We've come to know Kelly Rigg in her role as the Executive Director of the Global Campaign for Climate Action (TckTckTck), a global alliance of more than 300 organizations -- including Global Green. She has led international campaigns for the last 30 years and is also the co-founder of the Varda Group, a consultancy that provides campaign and strategic advice to nonprofits. Below, she answers questions for our Global Green Room Interview.

What would surprise us about your work?

People often assume I'm a climate expert, but in fact I am the supreme generalist. I've worked on so many issues over the years -- apart from climate and energy, my heart really belongs to the sea. Don't get me wrong -- I do my homework, but if anything I'm an expert on campaigning. And especially on working with coalitions of organizations to protect our global commons.

Who is your hero?

I have many, but I'll go with the first person who popped into my mind -- David McTaggart. He was a powerful force in the making of Greenpeace International in the 1970s and '80s, and taught me much of what I learned about strategic, smart campaigning. He was infuriating and lovable in equal measure. His most memorable quote says it all: "Keep the number one thing in mind: You're fighting to get your children into the 21st century, and to hell with the rules."

What is your greatest success?

Amongst friends and colleagues, I'm probably best known for having coordinated the campaign to save Antarctica in the 1980s. Governments had negotiated a treaty that would have opened the continent to oil, gas, and mineral development. After doing our best to give the treaty the strongest possible environmental protection measures, we campaigned against its ratification once adopted. For once, the consensus decision-making process of many international fora worked in our favor. Governments ultimately abandoned the minerals treaty and opted instead for an environmental protocol that placed a 50-year moratorium on mining. The way I looked at it, if we haven't figured out in 50 years’ time that we can't afford to burn the oil in the most remote, hostile places on Earth, polluting Antarctica will be the least of our worries.

What is your greatest failure or challenge?

Despite many campaign successes over the years, we continue to lose ground. My very first campaign was to prevent offshore oil drilling on Georges Bank, which at that time (1982) was one of the world's most productive fishing grounds. (In 1984, I actually submitted 149 bids on a lease sale and suffered no legal repercussions, but I guess back then that  America -- under Ronald Reagan! -- was a kinder and gentler place for protesters.) We succeeded in getting a moratorium on oil drilling, but massive overfishing wiped out the fish anyway. Today, our greatest challenge is addressing climate change (and its evil twin, ocean acidification). We know what we need to do, but most politicians lack the courage to get the job done. Are we going to hold them accountable?

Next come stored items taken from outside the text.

//! Column operations on the active board

use super::Session;
use crate::error::{Result, TaskboardError};
use crate::removal::RemovalTarget;
use crate::types::{require_title, Board, BoardId, Column, ColumnId, NewColumn};
use tracing::info;

/// First phase of a column delete
#[derive(Debug, Clone, PartialEq, Eq)]
pub struct ColumnDeleteRequest {
    pub board: BoardId,
    pub column: ColumnId,
    pub title: String,
    pub cards: usize,
}

impl Session {
    fn active_column(&self, id: &ColumnId) -> Result<(&Board, &Column)> {
        let board = self
            .store
            .active_board()
            .ok_or_else(|| TaskboardError::ColumnNotFound { id: id.to_string() })?;
        let column = board
            .column(id)
            .ok_or_else(|| TaskboardError::ColumnNotFound { id: id.to_string() })?;
        Ok((board, column))
    }

    /// Append a column to the active board.
    ///
    /// A missing color is derived from the title.
    pub async fn add_column(&mut self, title: &str, color: Option<&str>) -> Result<ColumnId> {
        let board_id = self.require_active()?;
        let mut data = NewColumn::new(require_title("title", title)?);
        if let Some(color) = color.map(str::trim).filter(|c| !c.is_empty()) {
            data = data.with_color(color);
        }

        let column = self
            .store
            .storage()
            .create_column(&board_id, &data)
            .await?;
        let id = column.id.clone();

        self.store.mutate_board(&board_id, |board| {
            let mut next = board.clone();
            let mut column = column;
            column.order = next.columns.len();
            next.columns.push(column);
            next
        });
        info!(board = %board_id, column = %id, "added column");
        Ok(id)
    }

    pub fn rename_column(&mut self, id: &ColumnId, title: &str) -> Result<()> {
        let title = require_title("title", title)?;
        self.update_column(id, |column| column.title = title)
    }

    pub fn recolor_column(&mut self, id: &ColumnId, color: &str) -> Result<()> {
        let color = require_title("color", color)?;
        self.update_column(id, |column| column.color = color)
    }

    fn update_column(&mut self, id: &ColumnId, edit: impl FnOnce(&mut Column)) -> Result<()> {
        let board_id = self.active_column(id)?.0.id.clone();
        self.store.mutate_board(&board_id, |board| {
            let mut next = board.clone();
            if let Some(column) = next.column_mut(id) {
                edit(column);
            }
            next
        });
        Ok(())
    }

    pub fn request_column_delete(&mut self, id: &ColumnId) -> Result<ColumnDeleteRequest> {
        let (board, column) = self.active_column(id)?;
        let request = ColumnDeleteRequest {
            board: board.id.clone(),
            column: column.id.clone(),
            title: column.title.clone(),
            cards: column.cards.len(),
        };
        self.pending_column_delete = Some(request.clone());
        Ok(request)
    }

    pub fn pending_column_delete(&self) -> Option<&ColumnDeleteRequest> {
        self.pending_column_delete.as_ref()
    }

    pub fn cancel_column_delete(&mut self) {
        self.pending_column_delete = None;
    }

    /// Start the column's exit; it and its cards leave the store once the
    /// exit delay has passed.
    pub fn confirm_column_delete(&mut self, request: &ColumnDeleteRequest) -> Result<()> {
        if self.pending_column_delete.as_ref() != Some(request) {
            return Err(TaskboardError::Validation {
                message: format!("column delete of {} was not requested", request.column),
            });
        }
        self.pending_column_delete = None;
        self.active_column(&request.column)?;

        self.removals.mark(RemovalTarget::Column {
            board: request.board.clone(),
            id: request.column.clone(),
        });
        info!(column = %request.column, "column delete confirmed");
        Ok(())
    }
}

If you could make one global and green change, what would it be?

I would change the way people think about their relationship to the ecosystems of which they are a part, and on which they are dependent for their health, well-being, and livelihoods. Not even so much how they think about it, but thinking about it all. This is why the TckTckTck campaign launched the "Date with History" competition in the run-up to the Rio Earth Summit, aimed at getting young people to think about and ultimately demand the future they want, as opposed to the future we seem bent on leaving them.